Losing weight and getting in shape require a strong will and constant discipline. The faster you want to achieve results, the harder you need to work. Not only do you have to focus your attention on the dinner table, but you also have to familiarize yourself with the local gym. This may be out of your comfort zone and difficult when you first start out, but be patient and watch the transformation take place.
Step 1
Eat fewer calories to boost your weight loss efforts. Because one pound equals 3,500 calories, you need to reduce your caloric intake by 500 to 1,000 calories per day to lose one to two pounds per week, according to the Centers for Disease Control and Prevention, or CDC. Resort to using a free online service such as the Daily Plate if you need help with monitoring.
Step 2
Avoid foods that are high in saturated fat, sugar and sodium. Give up the caramel-coated popcorn, cheese puffs, white bread, hot dogs, frozen dinners and cream-filled doughnuts. Instead, consume high-nutrient foods such as lean meats, fruits, vegetables, whole grains, beans and low-fat dairy products.
Step 3
Increase your metabolism and keep your appetite under control by eating small, frequent meals throughout the day. Combine protein and complex carbs with each meal and eat every two to three hours. Make sure to start first thing in the morning. A bowl of oatmeal with low-fat milk, blueberries and flaxseeds is a balanced-meal example.
Step 4
Make healthy choices when dining out. Pass on the deep-fried, pan-fried and batter-dipped foods and avoid anything that is swimming in butter, cheese or creamy sauces. Order foods that are baked, broiled or steamed.
Step 5
Stop drinking beer and any other beverage that is high in calories. Liquid calories still register in the body, and they can lead to weight gain. Replace the soda, sweet teas, dessert coffees, slushies and lemonade with water to lose weight quickly. Water also keeps your body hydrated during exercise.
Step 6
Perform interval training to increase your caloric expenditure and lose weight. The more vigorously you exercise, the more calories you'll burn, according to mayoclinic.com. Start out with a light five-minute warm-up, then alternate back and forth between high- and low-intensity for the duration of your workout. Choose any form of cardio, such as running, biking, stair-climbing, elliptical training, rowing or jumping rope. Work out for 30 to 45 minutes, three days a week, on alternating days.
Step 7
Dedicate three days a week to lifting weights, alternating with cardio days. Add three pounds of muscle and burn 630 to 1,050 extra calories per week, according to the University of Michigan Health System.
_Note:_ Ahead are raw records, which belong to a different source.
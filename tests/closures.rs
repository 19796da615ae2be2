//! Closures, upvalue capture and the variadic argument array.

use sable_vm::prelude::*;

fn eval(source: &str) -> Value {
    let mut ctx = Context::new();
    ctx.eval_source(source)
        .unwrap_or_else(|e| panic!("program failed: {e}"))
}

#[test]
fn captures_are_bound_by_value_at_construction() {
    assert_eq!(
        eval(
            "let x = 1;
             let f = fn() { return x; };
             x = 2;
             return f();"
        ),
        Value::Int(1)
    );
}

#[test]
fn each_call_captures_fresh_values() {
    assert_eq!(
        eval(
            "fn make(n) { return fn() { return n * 10; }; }
             let a = make(1);
             let b = make(2);
             return a() + b();"
        ),
        Value::Int(30)
    );
}

#[test]
fn nested_closures_reach_through_outer_captures() {
    assert_eq!(
        eval(
            "fn outer(a) {
                 return fn(b) {
                     return fn(c) { return a + b + c; };
                 };
             }
             return outer(100)(20)(3);"
        ),
        Value::Int(123)
    );
}

#[test]
fn self_capture_sees_the_closure_not_the_prototype() {
    // Recursion through a local function name requires CLOSURE to install
    // the closure before consuming its descriptors.
    assert_eq!(
        eval(
            "fn fib(n) {
                 if n < 2 { return n; }
                 return fib(n - 1) + fib(n - 2);
             }
             return fib(10);"
        ),
        Value::Int(55)
    );
}

#[test]
fn mutual_recursion_through_globals() {
    assert_eq!(
        eval(
            "const is_even = fn(n) { return n == 0 ? true : is_odd(n - 1); },
                   is_odd = fn(n) { return n == 0 ? false : is_even(n - 1); };
             return is_even(10);"
        ),
        Value::Bool(true)
    );
}

#[test]
fn argv_length_is_the_real_argument_count() {
    assert_eq!(
        eval("fn f(a, b) { return $.length; } return f(1);"),
        Value::Int(1)
    );
    assert_eq!(
        eval("fn f(a, b) { return $.length; } return f(1, 2, 3, 4);"),
        Value::Int(4)
    );
}

#[test]
fn argv_reaches_the_variadic_tail() {
    assert_eq!(
        eval("fn f(a) { return $[2]; } return f(1, 2, 33);"),
        Value::Int(33)
    );
}

#[test]
fn argv_is_cached_per_frame() {
    // Two ARGV in one frame must yield the same array instance.
    assert_eq!(
        eval("fn f() { return $ == $; } return f(1, 2);"),
        Value::Bool(true)
    );
}

#[test]
fn lambdas_pass_as_values() {
    assert_eq!(
        eval(
            "fn apply(f, x) { return f(x); }
             return apply(fn(v) { return v + 1; }, 41);"
        ),
        Value::Int(42)
    );
}

#[test]
fn host_arguments_reach_named_parameters() {
    let mut ctx = Context::new();
    let program = ctx
        .compile_source("fn add(a, b) { return a + b; } return add;")
        .unwrap();

    let add = ctx.call(&program, &[]).unwrap();
    let sum = ctx.call(&add, &[Value::Int(2), Value::Int(40)]).unwrap();

    assert_eq!(sum, Value::Int(42));
}
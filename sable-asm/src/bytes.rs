//! Object-file serialisation.
//!
//! A compiled object file is the raw little-endian dump of the program
//! words; the file size in bytes must equal `size_in_words * WORD_OCTETS`.
//! Loading validates the shape of the program header, not the executable
//! region — undecodable words there surface as runtime errors when reached.

use crate::layout::{
    HDR_MAGIC, HDR_SYMTAB_OFFSET, MAGIC, PROGRAM_HEADER_LEN, WORD_OCTETS,
};
use crate::Word;

use thiserror::Error;

/// Object-format violations detected while reading back a bytecode dump.
#[derive(Debug, Clone, PartialEq, Eq, Error)]
pub enum BytecodeError {
    /// The byte length is not a multiple of the word size.
    #[error("object size {0} is not a multiple of {WORD_OCTETS} bytes")]
    UnalignedLength(usize),
    /// The file is shorter than a program header.
    #[error("object holds {0} words, shorter than the {PROGRAM_HEADER_LEN}-word program header")]
    TooShort(usize),
    /// Word 0 is not the magic number.
    #[error("bad magic number {0:#010x}")]
    BadMagic(Word),
    /// The declared symbol-table offset does not lie inside the program.
    #[error("symbol-table offset {offset} outside program of {len} words")]
    SymtabOutOfBounds {
        /// Declared offset, in words.
        offset: usize,
        /// Total program length, in words.
        len: usize,
    },
    /// A symbol-table entry extends past the end of the program.
    #[error("truncated symbol-table entry")]
    TruncatedSymbol,
    /// A symbol-table entry carries an unknown kind tag.
    #[error("unknown symbol-table entry tag {0:#04x}")]
    UnknownSymbolTag(u8),
    /// A symbol or global name is not valid UTF-8.
    #[error("symbol name is not valid UTF-8")]
    MalformedName,
}

/// Dump program words to object-file bytes.
pub fn to_bytes(words: &[Word]) -> Vec<u8> {
    words.iter().flat_map(|w| w.to_le_bytes()).collect()
}

/// Read program words back from object-file bytes, validating the header.
pub fn from_bytes(bytes: &[u8]) -> Result<Vec<Word>, BytecodeError> {
    if bytes.len() % WORD_OCTETS != 0 {
        return Err(BytecodeError::UnalignedLength(bytes.len()));
    }

    let words: Vec<Word> = bytes
        .chunks_exact(WORD_OCTETS)
        .map(|chunk| Word::from_le_bytes([chunk[0], chunk[1], chunk[2], chunk[3]]))
        .collect();

    if words.len() < PROGRAM_HEADER_LEN {
        return Err(BytecodeError::TooShort(words.len()));
    }

    if words[HDR_MAGIC] != MAGIC {
        return Err(BytecodeError::BadMagic(words[HDR_MAGIC]));
    }

    let offset = words[HDR_SYMTAB_OFFSET] as usize;
    if offset < PROGRAM_HEADER_LEN || offset > words.len() {
        return Err(BytecodeError::SymtabOutOfBounds {
            offset,
            len: words.len(),
        });
    }

    Ok(words)
}

#[cfg(test)]
mod tests {
    use super::*;
    use rstest::rstest;

    fn program(words: &[Word]) -> Vec<Word> {
        let mut out = vec![MAGIC, PROGRAM_HEADER_LEN as Word + words.len() as Word, 0, 0];
        out.extend_from_slice(words);
        out
    }

    #[test]
    fn round_trip() {
        let words = program(&[0xdead_beef, 0x0000_0001]);

        assert_eq!(from_bytes(&to_bytes(&words)), Ok(words));
    }

    #[test]
    fn rejects_unaligned_input() {
        let mut bytes = to_bytes(&program(&[]));
        bytes.push(0);

        assert_eq!(from_bytes(&bytes), Err(BytecodeError::UnalignedLength(17)));
    }

    #[test]
    fn rejects_bad_magic() {
        let mut words = program(&[]);
        words[HDR_MAGIC] = 0x0bad_c0de;

        assert_eq!(
            from_bytes(&to_bytes(&words)),
            Err(BytecodeError::BadMagic(0x0bad_c0de))
        );
    }

    #[rstest]
    #[case(0)]
    #[case(1)]
    #[case(3)]
    fn rejects_truncated_headers(#[case] len: usize) {
        let bytes = to_bytes(&vec![MAGIC; len]);

        assert_eq!(from_bytes(&bytes), Err(BytecodeError::TooShort(len)));
    }

    #[test]
    fn rejects_symtab_offset_past_the_end() {
        let mut words = program(&[]);
        words[HDR_SYMTAB_OFFSET] = 99;

        assert_eq!(
            from_bytes(&to_bytes(&words)),
            Err(BytecodeError::SymtabOutOfBounds { offset: 99, len: 4 })
        );
    }
}
//! Embedding façade.
//!
//! A [`Context`] glues the front end, the compiler and one VM together
//! behind the surface embedders use: compile source or load object code
//! into callable program values, invoke any function value, register
//! native libraries, and read back the last error and stack trace. One
//! context per embedding; nothing here is process-global.

use crate::compiler::Compiler;
use crate::error::{Error, ErrorRecord, FrameInfo};
use crate::function::{Function, NativeFn, Program};
use crate::map::ValueMap;
use crate::params::VmParams;
use crate::parser;
use crate::value::Value;
use crate::vm::Vm;

use std::cell::RefCell;
use std::path::Path;
use std::rc::Rc;

/// Compile-and-execute façade over one VM.
#[derive(Debug, Default)]
pub struct Context {
    vm: Vm,
    last_error: Option<ErrorRecord>,
}

impl Context {
    /// Context with default limits.
    pub fn new() -> Self {
        Self::default()
    }

    /// Context with explicit VM limits.
    pub fn with_params(params: VmParams) -> Self {
        Self {
            vm: Vm::with_params(params),
            last_error: None,
        }
    }

    /// The underlying VM.
    pub fn vm(&self) -> &Vm {
        &self.vm
    }

    /// Mutable access to the underlying VM, for natives and embedders
    /// that reach past the façade.
    pub fn vm_mut(&mut self) -> &mut Vm {
        &mut self.vm
    }

    /// Compile source text into a callable top-level program value.
    pub fn compile_source(&mut self, source: &str) -> Result<Value, Error> {
        let result = Self::compile_named(source, "<script>");
        self.record(result)
    }

    /// Compile a source file into a callable top-level program value.
    pub fn compile_file(&mut self, path: impl AsRef<Path>) -> Result<Value, Error> {
        let path = path.as_ref();
        let result = std::fs::read_to_string(path)
            .map_err(Error::from)
            .and_then(|source| Self::compile_named(&source, &path.display().to_string()));
        self.record(result)
    }

    fn compile_named(source: &str, name: &str) -> Result<Value, Error> {
        let ast = parser::parse(source)?;
        Ok(Compiler::new().compile(&ast, name)?)
    }

    /// Load a compiled object file's bytes back into a program value.
    pub fn load_object(&mut self, bytes: &[u8]) -> Result<Value, Error> {
        let result = Program::from_object_bytes(bytes, "<object>")
            .map(|program| Value::Function(Rc::new(Function::Program(Rc::new(program)))))
            .map_err(Error::from);
        self.record(result)
    }

    /// Load a compiled object file from disk.
    pub fn load_object_file(&mut self, path: impl AsRef<Path>) -> Result<Value, Error> {
        let result = std::fs::read(path.as_ref())
            .map_err(Error::from)
            .and_then(|bytes| {
                Ok(Program::from_object_bytes(
                    &bytes,
                    &path.as_ref().display().to_string(),
                )
                .map(|program| Value::Function(Rc::new(Function::Program(Rc::new(program)))))?)
            });
        self.record(result)
    }

    /// Raw object-file bytes of a compiled program value.
    pub fn dump_object(&mut self, func: &Value) -> Result<Vec<u8>, Error> {
        let result = match func {
            Value::Function(f) => match f.as_ref() {
                Function::Program(program) => Ok(program.dump()),
                _ => Err(Error::NotAProgram),
            },
            _ => Err(Error::NotAProgram),
        };
        self.record(result)
    }

    /// Call any function value with an explicit argument vector.
    pub fn call(&mut self, func: &Value, args: &[Value]) -> Result<Value, Error> {
        let result = self.vm.call_function(func, args).map_err(Error::from);
        self.record(result)
    }

    /// Compile and run a source string with no arguments.
    pub fn eval_source(&mut self, source: &str) -> Result<Value, Error> {
        let program = self.compile_source(source)?;
        self.call(&program, &[])
    }

    /// Register a library of native functions and constants.
    ///
    /// With a name, everything is grouped under one global hashmap named
    /// by the library; without, each entry lands flat in the globals.
    /// Host registration overwrites existing globals.
    pub fn register_library(
        &mut self,
        name: Option<&str>,
        functions: &[(&str, NativeFn)],
        constants: &[(&str, Value)],
    ) {
        match name {
            None => {
                for (fname, func) in functions {
                    self.vm.set_global(fname, Value::native(fname, *func));
                }
                for (cname, value) in constants {
                    self.vm.set_global(cname, value.clone());
                }
            }
            Some(lib) => {
                let mut map = ValueMap::new();
                for (fname, func) in functions {
                    map.set_str(fname, Value::native(fname, *func));
                }
                for (cname, value) in constants {
                    map.set_str(cname, value.clone());
                }
                self.vm
                    .set_global(lib, Value::Hashmap(Rc::new(RefCell::new(map))));
            }
        }
    }

    /// Value of a global; nil when unset.
    pub fn get_global(&self, name: &str) -> Value {
        self.vm.get_global(name)
    }

    /// Define or replace a global.
    pub fn set_global(&mut self, name: &str, value: Value) {
        self.vm.set_global(name, value);
    }

    /// Register a class descriptor for a type tag or pointer identity.
    pub fn set_class(&mut self, tag: Value, class: Value) -> Result<(), Error> {
        let result = self.vm.set_class(tag, class).map_err(|error| {
            Error::Runtime(crate::error::RuntimeTrap {
                error,
                address: None,
                backtrace: Vec::new(),
            })
        });
        self.record(result)
    }

    /// Kind, message and location of the last error, until the next
    /// successful operation.
    pub fn last_error(&self) -> Option<&ErrorRecord> {
        self.last_error.as_ref()
    }

    /// Stack trace of the last runtime error: callee names, innermost
    /// first. Valid until the next entry into the VM.
    pub fn backtrace(&self) -> &[FrameInfo] {
        self.vm.backtrace()
    }

    fn record<T>(&mut self, result: Result<T, Error>) -> Result<T, Error> {
        match &result {
            Ok(_) => self.last_error = None,
            Err(error) => self.last_error = Some(ErrorRecord::from(error)),
        }
        result
    }
}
Do mostly compound exercises that work more than one muscle at a time, such as bench presses, shoulder presses, back rows, dead lifts and squats. Perform 10 to 12 reps and three or four sets.
Step 8
Become more physically active with your daily affairs. This will not only get you to lose weight faster, but it will also get you in shape faster. Join a sports league in your area, attend fitness classes at the gym, take 10-minute walks during your lunch break and use the stairs instead of elevators and escalators.